# Data provided:
=== Section Start ===

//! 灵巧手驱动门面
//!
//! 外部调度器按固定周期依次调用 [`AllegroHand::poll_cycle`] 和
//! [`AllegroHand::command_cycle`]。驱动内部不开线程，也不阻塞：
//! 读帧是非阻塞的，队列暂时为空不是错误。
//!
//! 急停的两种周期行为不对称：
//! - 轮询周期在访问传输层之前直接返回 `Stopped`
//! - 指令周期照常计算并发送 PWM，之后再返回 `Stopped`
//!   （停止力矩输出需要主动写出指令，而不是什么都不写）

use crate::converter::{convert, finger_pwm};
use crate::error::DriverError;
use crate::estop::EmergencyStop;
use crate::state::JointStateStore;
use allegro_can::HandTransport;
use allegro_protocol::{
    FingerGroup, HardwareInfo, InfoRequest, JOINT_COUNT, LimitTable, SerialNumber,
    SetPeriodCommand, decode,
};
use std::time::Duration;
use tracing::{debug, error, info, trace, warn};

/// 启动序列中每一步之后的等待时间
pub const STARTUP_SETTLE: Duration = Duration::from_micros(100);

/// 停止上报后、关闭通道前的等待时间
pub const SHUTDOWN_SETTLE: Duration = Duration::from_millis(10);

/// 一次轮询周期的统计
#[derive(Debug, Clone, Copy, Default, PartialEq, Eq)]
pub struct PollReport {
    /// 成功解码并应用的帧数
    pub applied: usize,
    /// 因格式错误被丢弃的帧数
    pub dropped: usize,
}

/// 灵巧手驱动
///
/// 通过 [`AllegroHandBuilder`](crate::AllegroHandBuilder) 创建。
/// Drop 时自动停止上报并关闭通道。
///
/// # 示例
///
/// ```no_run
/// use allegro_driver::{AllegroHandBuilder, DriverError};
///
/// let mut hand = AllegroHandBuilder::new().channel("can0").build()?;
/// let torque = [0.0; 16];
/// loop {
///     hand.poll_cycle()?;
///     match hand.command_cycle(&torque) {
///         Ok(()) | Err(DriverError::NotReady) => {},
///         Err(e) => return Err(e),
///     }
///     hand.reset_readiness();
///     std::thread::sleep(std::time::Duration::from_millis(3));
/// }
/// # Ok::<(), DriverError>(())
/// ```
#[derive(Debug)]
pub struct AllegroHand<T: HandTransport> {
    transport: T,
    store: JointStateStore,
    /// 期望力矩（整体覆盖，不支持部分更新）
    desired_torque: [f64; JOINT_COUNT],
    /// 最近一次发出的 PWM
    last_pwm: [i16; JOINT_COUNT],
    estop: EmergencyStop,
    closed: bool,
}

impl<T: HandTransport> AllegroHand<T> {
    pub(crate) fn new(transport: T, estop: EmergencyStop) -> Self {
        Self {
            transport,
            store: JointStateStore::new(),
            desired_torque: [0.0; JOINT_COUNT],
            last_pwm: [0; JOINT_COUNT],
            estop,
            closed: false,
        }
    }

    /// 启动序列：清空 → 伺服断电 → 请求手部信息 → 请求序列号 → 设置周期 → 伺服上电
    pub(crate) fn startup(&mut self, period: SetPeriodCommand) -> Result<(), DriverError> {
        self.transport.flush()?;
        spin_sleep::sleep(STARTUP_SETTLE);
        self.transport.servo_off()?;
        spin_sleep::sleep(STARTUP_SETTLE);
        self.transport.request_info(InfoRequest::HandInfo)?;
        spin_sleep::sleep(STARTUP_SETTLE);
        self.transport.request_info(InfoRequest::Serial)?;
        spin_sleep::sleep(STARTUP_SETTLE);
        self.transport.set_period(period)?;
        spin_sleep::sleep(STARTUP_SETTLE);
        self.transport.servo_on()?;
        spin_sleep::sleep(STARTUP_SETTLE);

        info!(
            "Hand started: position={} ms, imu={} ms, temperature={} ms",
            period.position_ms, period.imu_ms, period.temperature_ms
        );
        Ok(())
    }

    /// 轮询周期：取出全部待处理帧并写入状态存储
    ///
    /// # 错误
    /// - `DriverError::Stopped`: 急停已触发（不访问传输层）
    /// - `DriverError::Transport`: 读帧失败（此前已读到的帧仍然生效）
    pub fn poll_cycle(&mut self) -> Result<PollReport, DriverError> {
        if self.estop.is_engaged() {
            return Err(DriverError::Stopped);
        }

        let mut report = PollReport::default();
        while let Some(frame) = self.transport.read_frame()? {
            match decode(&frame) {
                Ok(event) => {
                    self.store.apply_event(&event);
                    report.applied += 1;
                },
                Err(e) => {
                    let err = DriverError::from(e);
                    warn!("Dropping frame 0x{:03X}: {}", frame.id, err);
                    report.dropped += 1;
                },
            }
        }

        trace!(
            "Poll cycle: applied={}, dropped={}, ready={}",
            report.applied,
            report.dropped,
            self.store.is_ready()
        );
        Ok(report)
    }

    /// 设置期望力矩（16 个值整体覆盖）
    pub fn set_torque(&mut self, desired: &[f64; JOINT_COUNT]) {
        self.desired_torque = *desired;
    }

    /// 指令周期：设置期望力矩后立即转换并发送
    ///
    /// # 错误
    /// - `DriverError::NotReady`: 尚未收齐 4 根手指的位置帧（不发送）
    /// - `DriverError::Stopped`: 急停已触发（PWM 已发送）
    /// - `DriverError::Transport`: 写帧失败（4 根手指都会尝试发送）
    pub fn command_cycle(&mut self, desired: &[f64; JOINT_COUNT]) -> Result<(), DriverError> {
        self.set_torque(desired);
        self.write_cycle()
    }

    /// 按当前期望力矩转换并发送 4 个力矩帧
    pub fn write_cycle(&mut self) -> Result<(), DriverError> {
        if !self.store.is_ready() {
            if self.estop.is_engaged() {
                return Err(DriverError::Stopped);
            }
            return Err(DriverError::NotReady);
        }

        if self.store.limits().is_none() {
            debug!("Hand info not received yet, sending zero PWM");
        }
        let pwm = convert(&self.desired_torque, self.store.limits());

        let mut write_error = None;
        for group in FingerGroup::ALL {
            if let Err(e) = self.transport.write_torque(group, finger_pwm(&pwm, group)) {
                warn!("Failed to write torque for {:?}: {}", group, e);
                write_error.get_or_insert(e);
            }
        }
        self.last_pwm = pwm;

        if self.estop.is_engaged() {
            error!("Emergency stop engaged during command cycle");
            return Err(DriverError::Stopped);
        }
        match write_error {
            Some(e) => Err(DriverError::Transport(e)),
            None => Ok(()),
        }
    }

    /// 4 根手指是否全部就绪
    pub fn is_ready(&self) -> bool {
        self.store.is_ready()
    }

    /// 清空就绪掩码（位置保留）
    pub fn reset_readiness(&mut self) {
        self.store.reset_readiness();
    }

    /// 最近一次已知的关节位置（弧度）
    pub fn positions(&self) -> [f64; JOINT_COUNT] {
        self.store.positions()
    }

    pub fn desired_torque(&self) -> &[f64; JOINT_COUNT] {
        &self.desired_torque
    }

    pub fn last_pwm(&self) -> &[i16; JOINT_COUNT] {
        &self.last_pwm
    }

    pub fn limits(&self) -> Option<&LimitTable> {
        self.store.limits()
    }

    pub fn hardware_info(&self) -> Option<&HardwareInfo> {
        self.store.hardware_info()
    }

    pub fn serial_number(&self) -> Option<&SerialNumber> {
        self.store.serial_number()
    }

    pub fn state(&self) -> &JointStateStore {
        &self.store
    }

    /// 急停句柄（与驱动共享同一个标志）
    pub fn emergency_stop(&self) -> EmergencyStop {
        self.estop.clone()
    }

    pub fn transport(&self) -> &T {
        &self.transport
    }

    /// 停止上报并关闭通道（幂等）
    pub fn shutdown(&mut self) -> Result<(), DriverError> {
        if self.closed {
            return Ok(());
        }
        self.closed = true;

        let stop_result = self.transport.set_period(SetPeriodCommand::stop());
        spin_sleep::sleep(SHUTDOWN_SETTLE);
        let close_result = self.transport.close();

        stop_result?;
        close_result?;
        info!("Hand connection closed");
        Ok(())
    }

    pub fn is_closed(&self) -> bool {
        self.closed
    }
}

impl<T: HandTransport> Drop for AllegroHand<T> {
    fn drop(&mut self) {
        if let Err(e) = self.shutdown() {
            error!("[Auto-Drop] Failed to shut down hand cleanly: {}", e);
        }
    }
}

=== Section End ===

# Assigned task:
Find every line above where the word "NotReady" occurs, and copy that line.

# Result:
///         Ok(()) | Err(DriverError::NotReady) => {},
    /// - `DriverError::NotReady`: 尚未收齐 4 根手指的位置帧（不发送）
            return Err(DriverError::NotReady);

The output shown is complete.